Матеуш встал, чуть качнулся, оперся двумя руками о стол; Борис никогда еще не видел, чтобы Матеуш, выпив водки, нетвердо стоял на ногах, определенно это тюрьма высосала из него его твердость; Матеуш, найдя равновесие, подошел к окну.

— Ревут, — сказал он и добавил: — Нет, не могу я смотреть на эту твою руку. Выколоть себе глаза, что ли?

XVIII

Пахло грибами, которые сушились в комнате. Запах этот к утру усиливался. На рассвете стены комнаты становились мягче, приобретали светло-зеленый оттенок. Натянутые через всю комнату веревки с нанизанными на них белыми грибами, подберезовиками поглощали брезжущий рассвет, ежились от него и морщились, выделяя горьковатый аромат, раскачивались от любого дуновения и просто так, без причины, конвульсивно, напоминая умирающих бабочек, которые еще шевелят крылышками, но уже не живут, прильнув намертво к стебельку или листочку.

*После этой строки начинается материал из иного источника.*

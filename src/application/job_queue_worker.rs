use std::sync::Arc;
use std::time::Duration;

use chrono::Utc;
use tracing::{error, info, warn};

use super::execution_engine::ExecutionEngine;
use crate::ports::JobQueue;

const MAX_ATTEMPTS: u32 = 5;
const VISIBILITY_TIMEOUT: Duration = Duration::from_secs(60);
const POLL_INTERVAL_IDLE: Duration = Duration::from_millis(500);

/// Drains the durable job queue with `worker_count` concurrent workers
/// (spec §4.2, §5). Each worker polls independently; `claim_next`'s
/// visibility timeout is what prevents two workers from double-processing
/// the same job.
pub struct JobQueueWorkerPool {
    pub jobs: Arc<dyn JobQueue>,
    pub execution_engine: Arc<ExecutionEngine>,
    pub worker_count: usize,
}

impl JobQueueWorkerPool {
    /// Spawns `worker_count` tasks and returns their handles. The caller
    /// holds the handles and aborts them on shutdown after the drain
    /// deadline (spec §5 "Cancellation & timeouts").
    pub fn spawn(self: Arc<Self>) -> Vec<tokio::task::JoinHandle<()>> {
        (0..self.worker_count)
            .map(|worker_index| {
                let pool = self.clone();
                tokio::spawn(async move { pool.run_worker(worker_index).await })
            })
            .collect()
    }

    async fn run_worker(&self, worker_index: usize) {
        loop {
            match self.jobs.claim_next(VISIBILITY_TIMEOUT).await {
                Ok(Some(job)) => {
                    let outcome = self.dispatch(&job.job_name, &job.payload).await;
                    match outcome {
                        Ok(()) => {
                            if let Err(e) = self.jobs.complete(&job.id).await {
                                error!(worker = worker_index, job_id = %job.id, error = %e, "failed to mark job complete");
                            }
                        }
                        Err(e) => {
                            warn!(worker = worker_index, job_id = %job.id, job_name = %job.job_name, attempt = job.attempt, error = %e, "job failed");
                            let retry_at = if job.attempt < MAX_ATTEMPTS {
                                Some(Utc::now() + chrono::Duration::seconds(backoff_seconds(job.attempt)))
                            } else {
                                None
                            };
                            if retry_at.is_none() {
                                error!(job_id = %job.id, job_name = %job.job_name, "job exhausted retry budget, marking permanently failed");
                            }
                            if let Err(e) = self.jobs.fail(&job.id, retry_at).await {
                                error!(worker = worker_index, job_id = %job.id, error = %e, "failed to record job failure");
                            }
                        }
                    }
                }
                Ok(None) => tokio::time::sleep(POLL_INTERVAL_IDLE).await,
                Err(e) => {
                    error!(worker = worker_index, error = %e, "error claiming next job, backing off");
                    tokio::time::sleep(POLL_INTERVAL_IDLE).await;
                }
            }
        }
    }

    async fn dispatch(&self, job_name: &str, payload: &serde_json::Value) -> anyhow::Result<()> {
        match job_name {
            "execute_signal" => {
                let signal_id = payload.get("signal_id").and_then(|v| v.as_str()).ok_or_else(|| anyhow::anyhow!("execute_signal payload missing signal_id"))?;
                self.execution_engine.execute_signal(signal_id).await
            }
            other => {
                info!(job_name = other, "no handler registered for job, dropping");
                Ok(())
            }
        }
    }
}

/// Exponential backoff, capped at 5 minutes. See spec §4.2 "Failure handling".
fn backoff_seconds(attempt: u32) -> i64 {
    let capped = attempt.min(8);
    (2i64.saturating_pow(capped)).min(300)
}
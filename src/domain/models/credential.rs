use serde::{Deserialize, Serialize};

/// `(subscriber_id, exchange_id)` -> encrypted API credential. Ciphertext
/// never leaves the Credential Store; this struct is the handle the rest of
/// the system passes around. See spec §3 "Credential", §4.9.
#[derive(Debug, Clone, Serialize, Deserialize)]
pub struct Credential {
    pub id: String,
    pub subscriber_id: String,
    pub exchange_id: String,
    pub status: ApprovalStatus,
    pub active: bool,
    pub last_error: Option<String>,
}

impl Credential {
    pub fn is_usable(&self) -> bool {
        self.active && self.status == ApprovalStatus::Approved
    }
}

#[derive(Debug, Clone, Copy, PartialEq, Eq, Serialize, Deserialize)]
#[serde(rename_all = "snake_case")]
pub enum ApprovalStatus {
    Pending,
    Approved,
    Rejected,
}

/// Plaintext API secret, held only inside the single call that needs it.
/// Never `Debug`-derived with its fields visible, never serialized to logs.
#[derive(Clone)]
pub struct PlaintextCredential {
    pub api_key: String,
    pub api_secret: String,
    pub passphrase: Option<String>,
}

impl std::fmt::Debug for PlaintextCredential {
    fn fmt(&self, f: &mut std::fmt::Formatter<'_>) -> std::fmt::Result {
        f.debug_struct("PlaintextCredential").field("api_key", &"<redacted>").finish()
    }
}
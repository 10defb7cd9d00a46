pub mod audit_event;
pub mod balance_snapshot;
pub mod credential;
pub mod execution_attempt;
pub mod position;
pub mod signal;
pub mod subscriber;
pub mod symbol;

pub use audit_event::*;
pub use balance_snapshot::*;
pub use credential::*;
pub use execution_attempt::*;
pub use position::*;
pub use signal::*;
pub use subscriber::*;
pub use symbol::*;
impl PositionSupervisor {
    #[instrument(skip(self))]
    pub async fn tick(&self) -> anyhow::Result<()> {
        let mut guardrail_handled: HashSet<String> = HashSet::new();
        let mut after_id: Option<String> = None;

        loop {
            let batch = self.positions.list_open_batch(after_id.as_deref(), BATCH_SIZE).await?;
            if batch.is_empty() {
                break;
            }
            let batch_len = batch.len();
            let last_id = batch.last().map(|p| p.id.clone());

            for position in batch {
                if guardrail_handled.contains(&position.subscriber_id) {
                    continue;
                }
                if let Err(e) = self.process_position(&position, &mut guardrail_handled).await {
                    warn!(position_id = %position.id, error = %e, "supervisor failed to process position, continuing with others");
                }
            }

            if (batch_len as u32) < BATCH_SIZE {
                break;
            }
            after_id = last_id;
        }
        Ok(())
    }

    async fn process_position(&self, position: &Position, guardrail_handled: &mut HashSet<String>) -> anyhow::Result<()> {
        let key = position.key();
        let _guard = self.position_locks.lock(&key).await;

        // Re-read: the position may have closed between the batch scan and
        // acquiring the lock (e.g. a concurrent close signal).
        let current = match self.positions.find_open(&key).await? {
            Some(p) => p,
            None => return Ok(()),
        };

        let exchange = match self.exchanges.get(&current.exchange_id) {
            Some(e) => e.clone(),
            None => return Ok(()),
        };
        let plaintext = self.credential_store.get_plaintext(&current.credential_id).await?;

        let snapshot = exchange.fetch_position(&plaintext, &current.symbol).await?;
        if snapshot.is_none() {
            self.close_detected(&current, exchange.as_ref(), &plaintext).await?;
            return Ok(());
        }

        if current.status == PositionStatus::Closing {
            // A previous close attempt did not settle; retry it rather
            // than leaving the position stuck unprotected.
            self.close_position(&current, exchange.as_ref(), &plaintext).await?;
            return Ok(());
        }

        let subscriber = match self.subscribers.find(&current.subscriber_id).await? {
            Some(s) => s,
            None => return Ok(()),
        };

        if let Some(cutoff) = subscriber.params.daily_loss_cutoff_percent {
            if self.check_guardrail(&subscriber.id, &current.exchange_id, &current.credential_id, exchange.as_ref(), &plaintext, cutoff).await? {
                guardrail_handled.insert(subscriber.id.clone());
                return Ok(());
            }
        }

        let mark_price = exchange.fetch_mark_price(&current.symbol).await.unwrap_or(current.entry_price);

        if let Some(dca) = subscriber.params.dca {
            self.maybe_dca(&current, exchange.as_ref(), &plaintext, mark_price, dca).await?;
        }

        if let Some(trailing) = subscriber.params.trailing_stop {
            self.maybe_trail(&current, exchange.as_ref(), &plaintext, mark_price, trailing).await?;
        }

        Ok(())
    }

    /// Spec §4.7: transitions a position through `Closing` before it
    /// reaches `Closed`, for every server-initiated close (guardrail trip,
    /// trailing stop, and the retry of either on a later tick). Returns
    /// `true` once the exchange confirms the reduce order, `false` if the
    /// position is left in `Closing` for the next tick to retry.
    async fn close_position(&self, position: &Position, exchange: &dyn ExchangeAdapter, plaintext: &crate::domain::models::PlaintextCredential) -> anyhow::Result<bool> {
        if position.status != PositionStatus::Closing {
            let mut closing = position.clone();
            closing.status = PositionStatus::Closing;
            self.positions.upsert(&closing).await?;
        }

        let closing_side = if position.side == PositionSide::Long { OrderSide::Sell } else { OrderSide::Buy };
        self.rate_limiter.acquire(&position.exchange_id, &position.credential_id, 1).await;
        if let Err(e) = exchange.submit_market(plaintext, &position.symbol, closing_side, position.quantity, true).await {
            warn!(position_id = %position.id, error = %e, "server-initiated close failed, position left in closing state for the next tick to retry");
            return Ok(false);
        }

        if let Some(sl) = &position.sl_order_id {
            let _ = exchange.cancel_order(plaintext, &position.symbol, sl).await;
        }
        if let Some(tp) = &position.tp_order_id {
            let _ = exchange.cancel_order(plaintext, &position.symbol, tp).await;
        }
        self.positions.close(&position.id, Utc::now()).await?;
        Ok(true)
    }

    /// Spec §4.7 "Close detection": the exchange reports the position
    /// absent while the server still holds it open. Reconcile: cancel any
    /// still-live brackets, flip to closed.
    async fn close_detected(&self, position: &Position, exchange: &dyn ExchangeAdapter, plaintext: &crate::domain::models::PlaintextCredential) -> anyhow::Result<()> {
        if let Some(tp) = &position.tp_order_id {
            let _ = exchange.cancel_order(plaintext, &position.symbol, tp).await;
        }
        if let Some(sl) = &position.sl_order_id {
            let _ = exchange.cancel_order(plaintext, &position.symbol, sl).await;
        }
        self.positions.close(&position.id, Utc::now()).await?;
        self.audit_log
            .record(AuditEvent::new(AuditCategory::PositionClosed, Some(position.subscriber_id.clone()), None, json!({ "symbol": position.symbol, "reason": "closed_externally" })))
            .await
            .ok();
        info!(position_id = %position.id, "position closed externally between ticks, reconciled");
        Ok(())
    }

    /// Spec §4.7 "Guardrails". Returns `true` if the guardrail tripped and
    /// every open position for this subscriber was closed.
    async fn check_guardrail(
        &self,
        subscriber_id: &str,
        exchange_id: &str,
        credential_id: &str,
        exchange: &dyn ExchangeAdapter,
        plaintext: &crate::domain::models::PlaintextCredential,
        cutoff_percent: f64,
    ) -> anyhow::Result<bool> {
        let day_start = match self.balance_snapshots.day_start_equity(subscriber_id, exchange_id).await? {
            Some(v) => v,
            None => return Ok(false),
        };
        self.rate_limiter.acquire(exchange_id, credential_id, 1).await;
        let balance = exchange.fetch_balance(plaintext).await?;
        if day_start <= 0.0 {
            return Ok(false);
        }
        let pnl_percent = ((balance.equity - day_start) / day_start) * 100.0;
        if pnl_percent > -cutoff_percent {
            return Ok(false);
        }

        let tomorrow = Utc::now().date_naive().succ_opt().unwrap_or(Utc::now().date_naive());
        let boundary = Utc.from_utc_datetime(&tomorrow.and_hms_opt(0, 0, 0).expect("midnight is always valid"));
        self.subscribers.set_guardrail_paused_until(subscriber_id, Some(boundary)).await?;

        let open_positions = self.positions.list_open_for_subscriber(subscriber_id).await?;
        for position in &open_positions {
            self.close_position(position, exchange, plaintext).await?;
        }

        self.audit_log
            .record(AuditEvent::new(AuditCategory::GuardrailTripped, Some(subscriber_id.to_string()), None, json!({ "pnl_percent": pnl_percent, "cutoff_percent": cutoff_percent })))
            .await
            .ok();
        for sink in &self.notifications {
            let _ = sink.send(&format!("guardrail tripped for {subscriber_id}"), &format!("daily PnL {pnl_percent:.2}% breached cutoff of -{cutoff_percent:.2}%, all positions closed")).await;
        }
        warn!(subscriber_id, pnl_percent, "guardrail tripped, subscriber paused until next UTC day");
        Ok(true)
    }

    /// Spec §4.7 "DCA additions".
    async fn maybe_dca(
        &self,
        position: &Position,
        exchange: &dyn ExchangeAdapter,
        plaintext: &crate::domain::models::PlaintextCredential,
        mark_price: f64,
        dca: crate::domain::models::DcaConfig,
    ) -> anyhow::Result<()> {
        if position.dca_additions >= dca.max_additions {
            return Ok(());
        }
        let loss_since_last_fill = match position.side {
            PositionSide::Long => ((position.last_addition_price - mark_price) / position.last_addition_price) * 100.0,
            PositionSide::Short => ((mark_price - position.last_addition_price) / position.last_addition_price) * 100.0,
        };
        if loss_since_last_fill < dca.threshold_percent {
            return Ok(());
        }

        let side = if position.side == PositionSide::Long { OrderSide::Buy } else { OrderSide::Sell };
        let add_quantity = position.last_addition_qty * dca.multiplier;
        self.rate_limiter.acquire(&position.exchange_id, &position.credential_id, 1).await;
        let fill = exchange.submit_market(plaintext, &position.symbol, side, add_quantity, false).await?;

        if let Some(tp) = &position.tp_order_id {
            let _ = exchange.cancel_order(plaintext, &position.symbol, tp).await;
        }
        if let Some(sl) = &position.sl_order_id {
            let _ = exchange.cancel_order(plaintext, &position.symbol, sl).await;
        }

        let total_qty = position.quantity + fill.filled_qty;
        let new_entry = ((position.entry_price * position.quantity) + (fill.fill_price * fill.filled_qty)) / total_qty;

        let mut updated = position.clone();
        updated.entry_price = new_entry;
        updated.quantity = total_qty;
        updated.dca_additions += 1;
        updated.last_addition_price = fill.fill_price;
        updated.last_addition_qty = fill.filled_qty;
        updated.tp_order_id = None;
        updated.sl_order_id = None;

        let rules = exchange.fetch_symbol_rules(&position.symbol).await?;
        let (tp_price, sl_price) = super::execution_engine::bracket_prices(position.side, new_entry, position.tp_percent, position.sl_percent, &rules);
        let tp_side = if position.side == PositionSide::Long { OrderSide::Sell } else { OrderSide::Buy };

        self.rate_limiter.acquire(&position.exchange_id, &position.credential_id, 1).await;
        let tp_result = exchange.submit_reduce_order(plaintext, &position.symbol, tp_side, total_qty, tp_price, crate::ports::ReduceOrderKind::TakeProfit).await;
        self.rate_limiter.acquire(&position.exchange_id, &position.credential_id, 1).await;
        let sl_result = exchange.submit_reduce_order(plaintext, &position.symbol, tp_side, total_qty, sl_price, crate::ports::ReduceOrderKind::StopLoss).await;

        match (tp_result, sl_result) {
            (Ok(tp), Ok(sl)) => {
                updated.tp_order_id = Some(tp.order_id);
                updated.sl_order_id = Some(sl.order_id);
            }
            (tp, sl) => {
                if let Ok(r) = tp {
                    let _ = exchange.cancel_order(plaintext, &position.symbol, &r.order_id).await;
                }
                if let Ok(r) = sl {
                    let _ = exchange.cancel_order(plaintext, &position.symbol, &r.order_id).await;
                }
                warn!(position_id = %position.id, "DCA bracket re-attachment failed, position left without protective orders until next tick");
            }
        }

        self.positions.upsert(&updated).await?;
        info!(position_id = %position.id, new_entry, total_qty, "DCA addition filled and brackets re-attached");
        Ok(())
    }

    /// Spec §4.7 "Trailing stop". The virtual stop lives only in server
    /// state; intermediate adjustments issue no exchange calls.
    async fn maybe_trail(
        &self,
        position: &Position,
        exchange: &dyn ExchangeAdapter,
        plaintext: &crate::domain::models::PlaintextCredential,
        mark_price: f64,
        trailing: crate::domain::models::TrailingStopConfig,
    ) -> anyhow::Result<()> {
        let profit_percent = position.unrealized_pnl_percent(mark_price);

        let mut armed = position.trailing_stop_armed;
        let mut high_water = position.trailing_stop_high_water;

        if !armed && profit_percent >= trailing.activation_percent {
            armed = true;
            high_water = Some(mark_price);
        }

        if !armed {
            return Ok(());
        }

        let new_high_water = match position.side {
            PositionSide::Long => high_water.map(|h| h.max(mark_price)).unwrap_or(mark_price),
            PositionSide::Short => high_water.map(|h| h.min(mark_price)).unwrap_or(mark_price),
        };

        let virtual_stop = match position.side {
            PositionSide::Long => new_high_water * (1.0 - trailing.trailing_distance_percent / 100.0),
            PositionSide::Short => new_high_water * (1.0 + trailing.trailing_distance_percent / 100.0),
        };

        let crossed = match position.side {
            PositionSide::Long => mark_price <= virtual_stop,
            PositionSide::Short => mark_price >= virtual_stop,
        };

        if !crossed {
            if new_high_water != position.trailing_stop_high_water.unwrap_or(new_high_water) || !position.trailing_stop_armed {
                let mut updated = position.clone();
                updated.trailing_stop_armed = armed;
                updated.trailing_stop_high_water = Some(new_high_water);
                self.positions.upsert(&updated).await?;
            }
            return Ok(());
        }

        if !self.close_position(position, exchange, plaintext).await? {
            return Ok(());
        }
        self.audit_log
            .record(AuditEvent::new(AuditCategory::PositionClosed, Some(position.subscriber_id.clone()), None, json!({ "symbol": position.symbol, "reason": "trailing_stop" })))
            .await
            .ok();
        for sink in &self.notifications {
            let _ = sink.send(&format!("trailing stop hit for {}", position.subscriber_id), &format!("{} closed at {mark_price}", position.symbol)).await;
        }
        Ok(())
    }
}
//! RFC 9457 Problem Details, ported from the teacher's `api/error.rs`
//! (same shape, English copy instead of the original's Japanese comments).
//! <https://www.rfc-editor.org/rfc/rfc9457.html>

use axum::{
    http::StatusCode,
    response::{IntoResponse, Response},
    Json,
};
use serde::{Deserialize, Serialize};

#[derive(Debug, Clone, Serialize, Deserialize)]
pub struct ProblemDetails {
    #[serde(rename = "type")]
    pub type_uri: String,
    pub title: String,
    pub status: u16,
    #[serde(skip_serializing_if = "Option::is_none")]
    pub detail: Option<String>,
    #[serde(skip_serializing_if = "Option::is_none")]
    pub instance: Option<String>,
}

impl ProblemDetails {
    pub fn new(type_uri: impl Into<String>, title: impl Into<String>, status: StatusCode) -> Self {
        Self { type_uri: type_uri.into(), title: title.into(), status: status.as_u16(), detail: None, instance: None }
    }

    pub fn with_detail(mut self, detail: impl Into<String>) -> Self {
        self.detail = Some(detail.into());
        self
    }

    pub fn forbidden(detail: impl Into<String>) -> Self {
        let status = StatusCode::FORBIDDEN;
        Self::new("https://dispatch-engine.internal/errors/forbidden", status.canonical_reason().unwrap_or("Forbidden"), status).with_detail(detail)
    }

    pub fn validation_error(detail: impl Into<String>) -> Self {
        let status = StatusCode::BAD_REQUEST;
        Self::new("https://dispatch-engine.internal/errors/validation", status.canonical_reason().unwrap_or("Bad Request"), status).with_detail(detail)
    }

    pub fn rate_limited(detail: impl Into<String>) -> Self {
        let status = StatusCode::TOO_MANY_REQUESTS;
        Self::new("https://dispatch-engine.internal/errors/rate-limited", status.canonical_reason().unwrap_or("Too Many Requests"), status)
            .with_detail(detail)
    }

    pub fn internal_error(detail: impl Into<String>) -> Self {
        let status = StatusCode::INTERNAL_SERVER_ERROR;
        Self::new("https://dispatch-engine.internal/errors/internal", status.canonical_reason().unwrap_or("Internal Server Error"), status)
            .with_detail(detail)
    }
}

impl IntoResponse for ProblemDetails {
    fn into_response(self) -> Response {
        let status = StatusCode::from_u16(self.status).unwrap_or(StatusCode::INTERNAL_SERVER_ERROR);
        let mut response = (status, Json(self)).into_response();
        response.headers_mut().insert(axum::http::header::CONTENT_TYPE, axum::http::HeaderValue::from_static("application/problem+json"));
        response
    }
}

pub type ApiResult<T> = Result<T, ProblemDetails>;

#[cfg(test)]
mod tests {
    use super::*;

    #[test]
    fn forbidden_has_403_status() {
        let problem = ProblemDetails::forbidden("bad passphrase");
        assert_eq!(problem.status, 403);
        assert_eq!(problem.detail.as_deref(), Some("bad passphrase"));
    }

    #[test]
    fn validation_error_has_400_status() {
        let problem = ProblemDetails::validation_error("bad symbol");
        assert_eq!(problem.status, 400);
    }
}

И была в них также зима, еще бесснежная, но уже морозная, поскрипывающая; а когда косые лучи солнца проскальзывали в комнату, все становилось плоским, как оконное стекло, и тогда необходимо было прикрыть глаза, чтобы в памяти отыскать третье измерение вещей; тогда можно было осматривать комнату как бы снаружи, вернее, сразу со всех сторон, стены проецировались одна на другую, и тогда Борис какое-то мгновение жалел, что не взял с собой краски или хотя бы мелки. Но это быстро проходило, он вставал и уходил по грибы. Первый образ леса, запечатлевшийся в его памяти, — это был лес грибов, они мелькали всюду, деревья убегали ввысь, были чересчур шершавы и бесцветны. Но грибы! Похожие друг на друга, но каждый со своей формой и цветом, удивленные и гордые, притаившиеся и равнодушные, они отдыхали, не врастали в землю, а именно отдыхали. Позже он лепил грибы из глины и раскрашивал красками своего брата Виктора, ах, какие это были великолепные грибы, хотя мать утверждала, что таких нет в нашем лесу, что это грибы для незрячих.